Keloids are often treated by injecting a steroid medication directly into the scar tissue to reduce redness, itching, and burning. In some cases, these steroids will also shrink the scar.

If steroid treatment is inadequate, the scar tissue can be cut out and the wound closed with one or more layers of stitches. Generally, this is an outpatient procedure, performed under local anesthesia. You should be back at work in a day or two, and the stitches removed in a few days. A skin graft is occasionally used, although a keloid may develop at the site from which the graft was taken.

No matter what approach is taken, keloids have a stubborn tendency to recur, sometimes even larger than before. To discourage this, Dr. Lesavoy may combine the scar removal with steroid injections, direct application of steroids during surgery, or radiation therapy. Or you may be asked to wear a pressure garment over the area for as long as a year. Even so, the keloid may return, requiring repeated procedures every few years.

If you believe a scar revision can work for you, we can provide additional information to help you understand the types of scars, procedures that can treat them, and results you can expect. Your treatment experience will depend on your unique circumstances and severity of the scar. Please call our office to schedule an appointment and meet with Dr. Lesavoy. You may reach us at 310-248-5451.

BEST CANDIDATES FOR SCAR REVISION
Many scars that appear large and unattractive at first may become less noticeable in time. Some scars can be treated with steroids to relieve symptoms such as tenderness and itching. Because of this, many plastic surgeons recommend waiting as long as a year or more after an injury or surgery before you decide to have scar revision.

If you’re bothered by the appearance of a scar, your first step should be to consult a board-certified plastic surgeon such as Dr. Lesavoy. The surgeon will examine you and discuss possible methods of treating your scar, risks and benefits involved and possible outcomes. Be frank in discussing your expectations with Dr. Lesavoy, and make sure they’re realistic. Don’t hesitate to ask any questions or express any concerns you may have.

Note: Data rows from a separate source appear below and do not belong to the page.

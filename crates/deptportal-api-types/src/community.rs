//! Societies, society members, alumni and directory listings.

use serde::{Deserialize, Serialize};

use crate::auth::Role;

#[derive(Debug, Clone, PartialEq, Eq, Serialize, Deserialize)]
#[serde(rename_all = "camelCase")]
pub struct Society {
    pub id: String,
    pub name: String,
    #[serde(default)]
    pub description: Option<String>,
    #[serde(default)]
    pub logo_url: Option<String>,
}

#[derive(Debug, Clone, PartialEq, Eq, Serialize, Deserialize)]
#[serde(rename_all = "camelCase")]
pub struct SocietyMember {
    pub user_id: String,
    pub name: String,
    pub position: String,
}

#[derive(Debug, Clone, PartialEq, Eq, Hash, Serialize, Deserialize)]
#[serde(rename_all = "camelCase")]
pub struct SocietyMembersArg {
    pub society_id: String,
}

#[derive(Debug, Clone, PartialEq, Eq, Serialize, Deserialize)]
#[serde(rename_all = "camelCase")]
pub struct AddSocietyMemberRequest {
    pub society_id: String,
    pub user_id: String,
    pub position: String,
}

#[derive(Debug, Clone, PartialEq, Eq, Serialize, Deserialize)]
#[serde(rename_all = "camelCase")]
pub struct RemoveSocietyMemberRequest {
    pub society_id: String,
    pub user_id: String,
}

#[derive(Debug, Clone, PartialEq, Eq, Serialize, Deserialize)]
#[serde(rename_all = "camelCase")]
pub struct Alumnus {
    pub id: String,
    pub name: String,
    pub graduation_year: u16,
    #[serde(default)]
    pub company: Option<String>,
    #[serde(default)]
    pub linkedin_url: Option<String>,
}

#[derive(Debug, Clone, PartialEq, Eq, Hash, Serialize, Deserialize, Default)]
#[serde(rename_all = "camelCase")]
pub struct AlumniQuery {
    #[serde(default, skip_serializing_if = "Option::is_none")]
    pub graduation_year: Option<u16>,
    #[serde(default, skip_serializing_if = "Option::is_none")]
    pub search: Option<String>,
}

#[derive(Debug, Clone, PartialEq, Eq, Serialize, Deserialize)]
#[serde(rename_all = "camelCase")]
pub struct CreateAlumnusRequest {
    pub name: String,
    pub graduation_year: u16,
    #[serde(default, skip_serializing_if = "Option::is_none")]
    pub company: Option<String>,
    #[serde(default, skip_serializing_if = "Option::is_none")]
    pub linkedin_url: Option<String>,
}

/// Directory entry shared by the users, faculty and students listings.
#[derive(Debug, Clone, PartialEq, Eq, Serialize, Deserialize)]
#[serde(rename_all = "camelCase")]
pub struct DirectoryEntry {
    pub id: String,
    pub name: String,
    pub email: String,
    pub role: Role,
    #[serde(default)]
    pub designation: Option<String>,
    #[serde(default)]
    pub roll_number: Option<String>,
}

#[derive(Debug, Clone, PartialEq, Eq, Serialize, Deserialize)]
#[serde(rename_all = "camelCase")]
pub struct UpdateUserRoleRequest {
    pub id: String,
    pub role: Role,
    #[serde(default)]
    pub permissions: Vec<String>,
}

Insurance generally doesn’t cover cosmetic procedures. However, if scar revision surgery is performed to minimize scarring from an injury or to improve your ability to function, it may be at least partially covered by your insurance. Check your policy or call your carrier in order to be sure.

DOES SCAR REVISION WORK?
Scar revision is successful as long as the patient understands that once there is a cut or incision on the skin, either surgical or traumatic, there will always be a scar. The object of a plastic surgeon to revise a heavy or thick or wide scar is to improve it, but it will never remove the scar.
HOW LONG DOES SCAR REVISION TAKE TO HEAL?
The initial healing phase of a surgical scar revision may include localized swelling, discoloration or discomfort and may take up to 2 weeks. Healing will continue for several weeks and has a new scar heals it will slowly refine and fade up to approximately 6 months.
WHEN SHOULD YOU REVISE A SCAR?
One must wait at least 6 months for the old scar to heal and then revision can be done.
WHAT TYPE OF ANASTHESIA IS USED FOR SCAR REVISION?
Scar revision traditionally is performed under local anesthesia as an outpatient.
UNCERTAINTY AND RISK WITH SCAR REVISION
While generally safe, there is always the possibility of complications with scar revision. These may include infection, bleeding, a reaction to the anesthesia, or the recurrence of an unsightly scar.

You can reduce your risks by choosing a qualified plastic surgeon such as Dr. Lesavoy and closely following his advice, both before surgery and in follow-up care.